Supplied records
--------------------

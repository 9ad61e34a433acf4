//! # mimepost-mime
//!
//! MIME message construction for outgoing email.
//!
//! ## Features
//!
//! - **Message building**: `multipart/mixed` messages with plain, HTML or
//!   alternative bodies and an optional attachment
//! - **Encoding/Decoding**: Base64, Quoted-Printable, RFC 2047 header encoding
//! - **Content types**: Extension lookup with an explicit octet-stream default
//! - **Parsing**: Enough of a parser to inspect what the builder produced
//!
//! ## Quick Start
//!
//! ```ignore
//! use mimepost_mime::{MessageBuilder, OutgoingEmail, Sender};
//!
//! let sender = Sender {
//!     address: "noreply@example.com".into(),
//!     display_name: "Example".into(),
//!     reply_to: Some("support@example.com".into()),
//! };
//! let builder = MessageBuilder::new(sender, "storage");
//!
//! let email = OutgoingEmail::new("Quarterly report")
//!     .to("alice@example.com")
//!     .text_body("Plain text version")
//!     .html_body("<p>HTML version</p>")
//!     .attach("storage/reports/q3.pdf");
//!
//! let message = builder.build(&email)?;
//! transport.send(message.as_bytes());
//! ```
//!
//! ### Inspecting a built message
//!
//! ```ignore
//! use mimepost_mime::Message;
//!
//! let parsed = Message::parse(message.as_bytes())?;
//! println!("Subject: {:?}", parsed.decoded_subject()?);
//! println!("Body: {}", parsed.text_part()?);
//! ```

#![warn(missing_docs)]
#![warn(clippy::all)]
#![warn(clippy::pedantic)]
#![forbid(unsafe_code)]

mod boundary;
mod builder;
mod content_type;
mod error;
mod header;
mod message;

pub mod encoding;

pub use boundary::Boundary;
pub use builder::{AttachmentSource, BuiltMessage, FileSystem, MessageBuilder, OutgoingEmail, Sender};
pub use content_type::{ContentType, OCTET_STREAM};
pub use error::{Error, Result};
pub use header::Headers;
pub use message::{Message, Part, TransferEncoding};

--------------------

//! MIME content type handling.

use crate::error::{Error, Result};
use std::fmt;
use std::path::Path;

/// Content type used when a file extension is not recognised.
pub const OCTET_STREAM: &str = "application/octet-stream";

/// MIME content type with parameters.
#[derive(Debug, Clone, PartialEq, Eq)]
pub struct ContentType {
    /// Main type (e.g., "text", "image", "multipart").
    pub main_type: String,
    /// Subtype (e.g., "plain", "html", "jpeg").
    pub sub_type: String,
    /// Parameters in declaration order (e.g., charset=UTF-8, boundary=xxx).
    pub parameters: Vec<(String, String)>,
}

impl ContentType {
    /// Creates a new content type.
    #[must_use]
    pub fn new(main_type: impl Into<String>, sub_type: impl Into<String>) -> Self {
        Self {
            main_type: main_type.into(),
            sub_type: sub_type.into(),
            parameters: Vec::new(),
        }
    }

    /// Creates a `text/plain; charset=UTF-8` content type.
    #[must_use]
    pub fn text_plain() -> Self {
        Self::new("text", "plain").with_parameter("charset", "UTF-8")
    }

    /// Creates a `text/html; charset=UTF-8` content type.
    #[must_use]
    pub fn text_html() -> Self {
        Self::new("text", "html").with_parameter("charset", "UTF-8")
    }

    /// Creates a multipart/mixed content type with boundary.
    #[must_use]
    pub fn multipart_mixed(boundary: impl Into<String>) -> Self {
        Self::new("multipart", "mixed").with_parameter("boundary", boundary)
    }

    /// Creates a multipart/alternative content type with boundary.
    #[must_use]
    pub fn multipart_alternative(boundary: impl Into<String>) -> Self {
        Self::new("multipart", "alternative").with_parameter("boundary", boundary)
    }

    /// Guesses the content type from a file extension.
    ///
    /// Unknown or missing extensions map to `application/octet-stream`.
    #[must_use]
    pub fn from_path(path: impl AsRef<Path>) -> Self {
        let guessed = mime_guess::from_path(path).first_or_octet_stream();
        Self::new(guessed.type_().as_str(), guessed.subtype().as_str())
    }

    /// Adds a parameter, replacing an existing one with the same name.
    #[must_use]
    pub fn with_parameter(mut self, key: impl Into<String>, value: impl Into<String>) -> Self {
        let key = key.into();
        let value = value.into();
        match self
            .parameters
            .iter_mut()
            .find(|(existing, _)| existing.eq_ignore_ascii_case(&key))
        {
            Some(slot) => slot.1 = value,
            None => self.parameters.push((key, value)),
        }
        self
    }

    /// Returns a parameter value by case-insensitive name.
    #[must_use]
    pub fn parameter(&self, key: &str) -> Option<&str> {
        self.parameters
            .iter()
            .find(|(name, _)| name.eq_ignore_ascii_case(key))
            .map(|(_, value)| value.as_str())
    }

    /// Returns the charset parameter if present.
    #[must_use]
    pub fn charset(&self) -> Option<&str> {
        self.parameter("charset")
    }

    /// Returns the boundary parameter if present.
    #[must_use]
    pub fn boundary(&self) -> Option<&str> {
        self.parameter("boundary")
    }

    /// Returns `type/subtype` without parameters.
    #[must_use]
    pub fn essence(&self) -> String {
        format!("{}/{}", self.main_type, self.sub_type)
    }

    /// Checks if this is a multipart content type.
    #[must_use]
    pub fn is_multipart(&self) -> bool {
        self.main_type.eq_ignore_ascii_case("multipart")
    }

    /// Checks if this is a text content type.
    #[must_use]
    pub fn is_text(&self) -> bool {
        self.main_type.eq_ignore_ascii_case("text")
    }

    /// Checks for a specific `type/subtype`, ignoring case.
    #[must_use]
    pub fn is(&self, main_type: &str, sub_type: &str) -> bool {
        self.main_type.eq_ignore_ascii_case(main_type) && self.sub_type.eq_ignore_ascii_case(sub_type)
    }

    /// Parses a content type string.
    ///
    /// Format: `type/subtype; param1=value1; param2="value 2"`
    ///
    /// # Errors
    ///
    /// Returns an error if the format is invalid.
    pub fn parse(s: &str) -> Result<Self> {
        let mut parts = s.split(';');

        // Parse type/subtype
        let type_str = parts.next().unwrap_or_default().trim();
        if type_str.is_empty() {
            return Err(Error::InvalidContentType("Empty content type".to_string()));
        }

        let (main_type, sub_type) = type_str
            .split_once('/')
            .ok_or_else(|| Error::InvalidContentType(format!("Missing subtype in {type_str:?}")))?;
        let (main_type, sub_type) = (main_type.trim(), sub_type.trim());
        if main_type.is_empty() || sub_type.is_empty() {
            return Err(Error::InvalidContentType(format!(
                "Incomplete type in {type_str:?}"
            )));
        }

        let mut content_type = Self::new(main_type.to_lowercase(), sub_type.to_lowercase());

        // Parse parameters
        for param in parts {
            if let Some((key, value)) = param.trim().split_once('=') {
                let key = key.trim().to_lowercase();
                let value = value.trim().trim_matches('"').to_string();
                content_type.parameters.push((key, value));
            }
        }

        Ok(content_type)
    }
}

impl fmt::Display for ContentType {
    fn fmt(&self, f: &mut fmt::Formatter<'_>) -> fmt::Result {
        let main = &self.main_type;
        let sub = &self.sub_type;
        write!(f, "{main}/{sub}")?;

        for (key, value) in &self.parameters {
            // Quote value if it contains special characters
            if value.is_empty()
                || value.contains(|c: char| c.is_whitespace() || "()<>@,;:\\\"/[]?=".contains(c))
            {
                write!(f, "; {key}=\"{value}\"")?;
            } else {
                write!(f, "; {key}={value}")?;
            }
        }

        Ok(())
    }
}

--------------------

What is expected
Pull every line with the word "find" from the data.

Result of the task
            .find(|(existing, _)| existing.eq_ignore_ascii_case(&key))
            .find(|(name, _)| name.eq_ignore_ascii_case(key))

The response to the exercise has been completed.